Im Trend liegt Aktivurlaub - Wandern, Golf, Radeln. Die Zeit, in der die Gäste einen ausgesprochenen Strandurlaub gebucht haben, ist vorbei. Familien buchen verstärkt All-inclusive-Anlagen, da dort die Preise überschaubar sind. Auch die Nachfrage nach Wellness ist noch weiter gestiegen. Die Bevölkerung wird immer älter, es wird ihr stärker bewusst, dass sie Wert auf ihre Gesundheit legen muss. Allerdings sollten höhere Kriterien an ein Wellnesshotel gelegt werden.

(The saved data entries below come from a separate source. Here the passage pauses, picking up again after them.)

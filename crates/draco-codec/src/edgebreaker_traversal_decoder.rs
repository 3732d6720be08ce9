//! Decoder counterpart of the traversal symbol coders. The caller feeds
//! it a view positioned at the connectivity buffer and drives it one
//! symbol at a time while rebuilding the corner table.

use crate::adaptive_rans_bit_decoder::AdaptiveRAnsBitDecoder;
use crate::corner_table::CornerTable;
use crate::decoder_buffer::DecoderBuffer;
use crate::edgebreaker_valence::ValenceContextTracker;
use crate::geometry_indices::{CornerIndex, VertexIndex};
use crate::mesh_edgebreaker_shared::{EdgebreakerSymbol, TraversalKind, NUM_VALENCE_CONTEXTS};
use crate::rans_bit_decoder::RAnsBitDecoder;
use crate::status::{corrupt, DracoError, Status, StatusOr};
use crate::symbol_encoding::decode_symbols;

pub struct TraversalDecoder<'a> {
    kind: TraversalKind,
    buffer: DecoderBuffer<'a>,
    start_face_decoder: RAnsBitDecoder<'a>,
    start_faces_ready: bool,
    is_c_decoder: AdaptiveRAnsBitDecoder<'a>,
    context_symbols: Vec<Vec<u32>>,
    context_cursors: Vec<usize>,
    tracker: ValenceContextTracker,
    last_symbol: Option<EdgebreakerSymbol>,
    num_symbols: usize,
    attribute_seam_decoders: Vec<RAnsBitDecoder<'a>>,
}

impl<'a> TraversalDecoder<'a> {
    pub fn new(kind: TraversalKind) -> Self {
        Self {
            kind,
            buffer: DecoderBuffer::new(&[]),
            start_face_decoder: RAnsBitDecoder::new(),
            start_faces_ready: false,
            is_c_decoder: AdaptiveRAnsBitDecoder::new(),
            context_symbols: Vec::new(),
            context_cursors: Vec::new(),
            tracker: ValenceContextTracker::new(),
            last_symbol: None,
            num_symbols: 0,
            attribute_seam_decoders: Vec::new(),
        }
    }

    /// Declared symbol count, used to validate the per-context arrays.
    pub fn set_num_symbols(&mut self, num_symbols: usize) {
        self.num_symbols = num_symbols;
    }

    /// Prepares the symbol streams from the connectivity region.
    pub fn start(&mut self, traversal_buffer: DecoderBuffer<'a>) -> Status {
        self.buffer = traversal_buffer;
        match self.kind {
            TraversalKind::Standard => {
                self.buffer.start_bit_decoding(true)?;
            }
            TraversalKind::Predictive => {
                self.is_c_decoder.start_decoding(&mut self.buffer)?;
                self.buffer.start_bit_decoding(true)?;
            }
            TraversalKind::Valence => {
                self.start_face_decoder.start_decoding(&mut self.buffer)?;
                self.start_faces_ready = true;
                for _ in 0..NUM_VALENCE_CONTEXTS {
                    let count = self.buffer.decode_varint_u32()? as usize;
                    if count > self.num_symbols {
                        return Err(corrupt("valence context larger than the symbol count"));
                    }
                    let mut symbols = vec![0u32; count];
                    if count > 0 {
                        decode_symbols(count, 1, &mut self.buffer, &mut symbols)?;
                    }
                    self.context_symbols.push(symbols);
                    self.context_cursors.push(0);
                }
            }
        }
        Ok(())
    }

    pub fn decode_symbol(&mut self) -> StatusOr<EdgebreakerSymbol> {
        let symbol = match self.kind {
            TraversalKind::Standard => {
                if self.buffer.decode_least_significant_bits32(1)? == 0 {
                    EdgebreakerSymbol::C
                } else {
                    let rest = self.buffer.decode_least_significant_bits32(2)?;
                    Self::symbol_from_pattern(1 | (rest << 1))?
                }
            }
            TraversalKind::Predictive => {
                if self.is_c_decoder.decode_next_bit() {
                    EdgebreakerSymbol::C
                } else {
                    let rest = self.buffer.decode_least_significant_bits32(2)?;
                    Self::symbol_from_pattern(1 | (rest << 1))?
                }
            }
            TraversalKind::Valence => match self.tracker.active_context() {
                None => EdgebreakerSymbol::E,
                Some(context) => {
                    let cursor = self.context_cursors[context];
                    let symbols = &self.context_symbols[context];
                    if cursor >= symbols.len() {
                        return Err(corrupt("valence context ran out of symbols"));
                    }
                    self.context_cursors[context] += 1;
                    EdgebreakerSymbol::from_symbol_id(symbols[cursor]).ok_or_else(|| {
                        DracoError::CorruptStream(format!(
                            "invalid edgebreaker symbol id {}",
                            symbols[cursor]
                        ))
                    })?
                }
            },
        };
        self.last_symbol = Some(symbol);
        Ok(symbol)
    }

    fn symbol_from_pattern(pattern: u32) -> StatusOr<EdgebreakerSymbol> {
        match pattern {
            0 => Ok(EdgebreakerSymbol::C),
            1 => Ok(EdgebreakerSymbol::S),
            3 => Ok(EdgebreakerSymbol::R),
            5 => Ok(EdgebreakerSymbol::L),
            7 => Ok(EdgebreakerSymbol::E),
            _ => Err(corrupt(format!(
                "invalid edgebreaker bit pattern {}",
                pattern
            ))),
        }
    }

    /// Reports the active corner after every decoded symbol so the
    /// valence contexts track the reconstruction.
    pub fn new_active_corner_reached(&mut self, corner: CornerIndex, table: &CornerTable) {
        if self.kind == TraversalKind::Valence {
            if let Some(symbol) = self.last_symbol {
                self.tracker.on_symbol(symbol, corner, table);
            }
        }
    }

    pub fn merge_vertices(&mut self, dest: VertexIndex, source: VertexIndex) {
        if self.kind == TraversalKind::Valence {
            self.tracker.on_merge(dest, source);
        }
    }

    pub fn decode_start_face_configuration(&mut self) -> StatusOr<bool> {
        if !self.start_faces_ready {
            // The start-face stream sits right behind the symbol bits.
            self.buffer.end_bit_decoding();
            self.start_face_decoder.start_decoding(&mut self.buffer)?;
            self.start_faces_ready = true;
        }
        Ok(self.start_face_decoder.decode_next_bit())
    }

    /// Prepares the per-attribute seam streams (they follow the event
    /// data in the main buffer).
    pub fn init_attribute_seams(
        &mut self,
        source: &mut DecoderBuffer<'a>,
        num_attribute_data: usize,
    ) -> Status {
        for _ in 0..num_attribute_data {
            let mut decoder = RAnsBitDecoder::new();
            decoder.start_decoding(source)?;
            self.attribute_seam_decoders.push(decoder);
        }
        Ok(())
    }

    pub fn decode_attribute_seam(&mut self, attribute: usize) -> bool {
        self.attribute_seam_decoders[attribute].decode_next_bit()
    }
}
//! Strongly typed indices for geometry elements. Mixing index kinds is a
//! compile error; each kind shares the same distinguished invalid value
//! (the bit pattern of `i32::MIN / 2`).

/// Bit pattern of `i32::MIN / 2`, shared by every index kind.
pub const INVALID_INDEX_VALUE: u32 = (i32::MIN / 2) as u32;

macro_rules! define_index {
    ($name:ident, $invalid:ident) => {
        #[derive(Debug, Clone, Copy, PartialEq, Eq, Hash, PartialOrd, Ord)]
        pub struct $name(pub u32);

        pub const $invalid: $name = $name(INVALID_INDEX_VALUE);

        impl $name {
            #[inline]
            pub fn is_valid(self) -> bool {
                self.0 != INVALID_INDEX_VALUE
            }

            #[inline]
            pub fn value(self) -> u32 {
                self.0
            }

            #[inline]
            pub fn index(self) -> usize {
                debug_assert!(self.is_valid());
                self.0 as usize
            }
        }

        impl From<u32> for $name {
            fn from(v: u32) -> Self {
                Self(v)
            }
        }

        impl From<usize> for $name {
            fn from(v: usize) -> Self {
                Self(v as u32)
            }
        }
    };
}

define_index!(PointIndex, INVALID_POINT_INDEX);
define_index!(VertexIndex, INVALID_VERTEX_INDEX);
define_index!(CornerIndex, INVALID_CORNER_INDEX);
define_index!(FaceIndex, INVALID_FACE_INDEX);
define_index!(AttributeValueIndex, INVALID_ATTRIBUTE_VALUE_INDEX);

#[cfg(test)]
mod tests {
    use super::*;

    #[test]
    fn test_invalid_value() {
        assert_eq!(INVALID_INDEX_VALUE, 0xC000_0000);
        assert!(!INVALID_CORNER_INDEX.is_valid());
        assert!(CornerIndex(0).is_valid());
        assert!(CornerIndex(12345).is_valid());
    }

    #[test]
    fn test_distinct_kinds() {
        let c = CornerIndex(3);
        let f = FaceIndex(1);
        assert_eq!(c.value() / 3, f.value());
    }
}
use crate::adaptive_rans_bit_encoder::{clamp_probability, update_probability};
use crate::ans::{AnsDecoder, ANS_L_BASE};
use crate::decoder_buffer::DecoderBuffer;
use crate::status::{corrupt, Status};

/// Decoder counterpart of
/// [`crate::adaptive_rans_bit_encoder::AdaptiveRAnsBitEncoder`]. Decodes
/// in forward order, updating the probability estimate after every bit.
pub struct AdaptiveRAnsBitDecoder<'a> {
    ans_decoder: Option<AnsDecoder<'a>>,
    p0_f: f64,
}

impl<'a> Default for AdaptiveRAnsBitDecoder<'a> {
    fn default() -> Self {
        Self {
            ans_decoder: None,
            p0_f: 0.5,
        }
    }
}

impl<'a> AdaptiveRAnsBitDecoder<'a> {
    pub fn new() -> Self {
        Self::default()
    }

    pub fn start_decoding(&mut self, source_buffer: &mut DecoderBuffer<'a>) -> Status {
        self.clear();

        let size = source_buffer.decode_u32()? as usize;
        if size > source_buffer.remaining_size() {
            return Err(corrupt("adaptive ANS stream size exceeds the buffer"));
        }
        let slice = &source_buffer.remaining_data()[..size];
        source_buffer.advance(size)?;

        let mut decoder = AnsDecoder::new(slice);
        if !decoder.read_init(ANS_L_BASE) {
            return Err(corrupt("adaptive ANS stream head is malformed"));
        }
        self.ans_decoder = Some(decoder);
        Ok(())
    }

    pub fn decode_next_bit(&mut self) -> bool {
        let p0 = clamp_probability(self.p0_f);
        let bit = match &mut self.ans_decoder {
            Some(decoder) => decoder.rabs_read(p0),
            None => false,
        };
        self.p0_f = update_probability(self.p0_f, bit);
        bit
    }

    pub fn decode_least_significant_bits32(&mut self, nbits: u32) -> u32 {
        let mut value = 0;
        for _ in 0..nbits {
            value = (value << 1) + self.decode_next_bit() as u32;
        }
        value
    }

    pub fn end_decoding(&mut self) {}

    fn clear(&mut self) {
        self.ans_decoder = None;
        self.p0_f = 0.5;
    }
}

#[cfg(test)]
mod tests {
    use super::*;
    use crate::adaptive_rans_bit_encoder::AdaptiveRAnsBitEncoder;
    use crate::encoder_buffer::EncoderBuffer;
    use proptest::prelude::*;

    proptest! {
        #[test]
        fn prop_adaptive_bits_round_trip(bits in proptest::collection::vec(any::<bool>(), 0..600)) {
            let mut encoder = AdaptiveRAnsBitEncoder::new();
            encoder.start_encoding();
            for &b in &bits {
                encoder.encode_bit(b);
            }
            let mut buffer = EncoderBuffer::new();
            encoder.end_encoding(&mut buffer);

            let mut source = DecoderBuffer::new(buffer.data());
            let mut decoder = AdaptiveRAnsBitDecoder::new();
            decoder.start_decoding(&mut source).unwrap();
            for &b in &bits {
                prop_assert_eq!(decoder.decode_next_bit(), b);
            }
        }
    }

    #[test]
    fn test_skewed_sequence_compresses() {
        let bits: Vec<bool> = (0..4096).map(|i| i % 100 == 0).collect();
        let mut encoder = AdaptiveRAnsBitEncoder::new();
        encoder.start_encoding();
        for &b in &bits {
            encoder.encode_bit(b);
        }
        let mut buffer = EncoderBuffer::new();
        encoder.end_encoding(&mut buffer);
        // A skewed sequence must come out well below one bit per symbol.
        assert!(buffer.size() < 4096 / 8);
    }
}
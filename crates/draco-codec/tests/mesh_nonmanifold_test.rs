//! Round trip of a non-manifold fan: three triangles sharing one edge.
//! The shared edge must be split during encoding and re-merged by the
//! final point deduplication.

mod common;

use common::{assert_same_faces, build_position_mesh};
use draco_codec::decoder_buffer::DecoderBuffer;
use draco_codec::encoder_options::EncoderOptions;
use draco_codec::mesh::Mesh;
use draco_codec::mesh_decoder::MeshDecoder;
use draco_codec::mesh_edgebreaker_decoder::MeshEdgebreakerConnectivityDecoder;
use draco_codec::mesh_edgebreaker_encoder::MeshEdgebreakerConnectivityEncoder;
use draco_codec::mesh_edgebreaker_shared::TraversalKind;
use draco_codec::mesh_encoder::MeshEncoder;

fn manifold_fan() -> Mesh {
    build_position_mesh(
        &[
            [0, 0, 0],
            [1, 0, 0],
            [0, 1, 0],
            [0, 0, 1],
            [-1, -1, 0],
        ],
        &[[0, 1, 2], [2, 1, 3], [1, 0, 4]],
    )
}

#[test]
fn test_encoder_splits_non_manifold_edge() {
    // Three faces around edge (0, 1): the third one is disconnected and
    // its endpoints become new vertices.
    let mesh = build_position_mesh(
        &[[0, 0, 0], [1, 0, 0], [0, 1, 0], [0, 0, 1], [0, -1, 0]],
        &[[0, 1, 2], [1, 0, 3], [0, 1, 4]],
    );
    let encoder = MeshEdgebreakerConnectivityEncoder::new(&mesh, TraversalKind::Standard).unwrap();
    assert!(encoder.corner_table.num_new_vertices() >= 1);
}

#[test]
fn test_non_manifold_round_trip() {
    let mesh = build_position_mesh(
        &[[0, 0, 0], [1, 0, 0], [0, 1, 0], [0, 0, 1], [0, -1, 0]],
        &[[0, 1, 2], [1, 0, 3], [0, 1, 4]],
    );
    let encoded = MeshEncoder::encode(&mesh, &EncoderOptions::default()).unwrap();
    let decoded = MeshDecoder::decode(&encoded).unwrap();
    assert_same_faces(&mesh, &decoded);

    // The wire carries the split vertex count and the decoder sees the
    // same number.
    let encoder = MeshEdgebreakerConnectivityEncoder::new(&mesh, TraversalKind::Standard).unwrap();
    let num_new = encoder.corner_table.num_new_vertices();
    assert!(num_new >= 1);

    let kind = TraversalKind::from_u8(encoded[11]).unwrap();
    let mut buffer = DecoderBuffer::new(&encoded[12..]);
    let mut shell = Mesh::new();
    let mut connectivity = MeshEdgebreakerConnectivityDecoder::new(kind);
    connectivity.decode_connectivity(&mut buffer, &mut shell).unwrap();
    assert_eq!(connectivity.num_new_vertices(), num_new);
}

#[test]
fn test_manifold_fan_round_trip() {
    let mesh = manifold_fan();
    let encoded = MeshEncoder::encode(&mesh, &EncoderOptions::default()).unwrap();
    let decoded = MeshDecoder::decode(&encoded).unwrap();
    assert_same_faces(&mesh, &decoded);
}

Da sind die Reiseveranstalter gefragt.

Abendblatt:

Wie wichtig ist für die Tourismusorganisationen die ITB, und welche Maßnahmen werden nach der Bekanntgabe touristischer Ergebnisse danach möglicherweise eingeleitet?

Sakkas:

Die ITB ist weltweit die wichtigste touristische Leitmesse. Für die Fremdenverkehrsämter aller Länder gilt sie als Plattform, auf der sie erfahren, wo eventuelle Nachverhandlungen erforderlich sind - besonders bei Destinationen, die mit dem Flugzeug erreichbar sind. In der Regel fallen diese Korrekturen für den Urlauber günstig aus. Auf jeden Fall ist die Grundstimmung der diesjährigen ITB, dass es nach dem schwierigen Jahr 2009 für 2010 etwas entspannter aussieht.

Andreas Sakkas ist Präsident des Corps Touristique (CT), der Vereinigung der ausländischen Tourismusorganisationen und Eisenbahnen in Deutschland. Außerdem ist er Mitglied des Fachbeirats der Internationalen Tourismusbörse in Berlin - ITB.